Stored dataset items:
_ _ _ _
//! Client-side API configuration.
//!
//! The base path is baked in at build time so the WASM bundle and the SSR
//! render agree on where the draws API lives. Set `DRAWS_API_BASE` when
//! building to point at something other than the same-origin `/api` proxy.

#[cfg(test)]
#[path = "config_test.rs"]
mod config_test;

/// Base path used when `DRAWS_API_BASE` is not set at build time.
pub const DEFAULT_API_BASE: &str = "/api";

/// Where REST calls are sent.
#[derive(Clone, Debug, PartialEq, Eq)]
pub struct ApiConfig {
    base_url: String,
}

impl ApiConfig {
    /// Build a config from an explicit base. Trailing slashes are dropped so
    /// endpoint paths (which start with `/`) join cleanly.
    pub fn new(base_url: &str) -> Self {
        Self { base_url: base_url.trim().trim_end_matches('/').to_owned() }
    }

    /// Config from the `DRAWS_API_BASE` build-time variable, or `/api`.
    pub fn from_build_env() -> Self {
        Self::new(resolve_base(option_env!("DRAWS_API_BASE")))
    }

    pub fn base_url(&self) -> &str {
        &self.base_url
    }

    /// Absolute request URL for an endpoint path.
    pub fn url(&self, path: &str) -> String {
        if path.starts_with('/') {
            format!("{}{path}", self.base_url)
        } else {
            format!("{}/{path}", self.base_url)
        }
    }
}

impl Default for ApiConfig {
    fn default() -> Self {
        Self::new(DEFAULT_API_BASE)
    }
}

fn resolve_base(raw: Option<&str>) -> &str {
    match raw.map(str::trim) {
        Some(value) if !value.is_empty() => value,
        _ => DEFAULT_API_BASE,
    }
}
_ _ _ _
**Brief**:
With "ApiConfig" as the string to find, copy every line of the records that holds it.

**Output for this exercise**:
pub struct ApiConfig {
impl ApiConfig {
impl Default for ApiConfig {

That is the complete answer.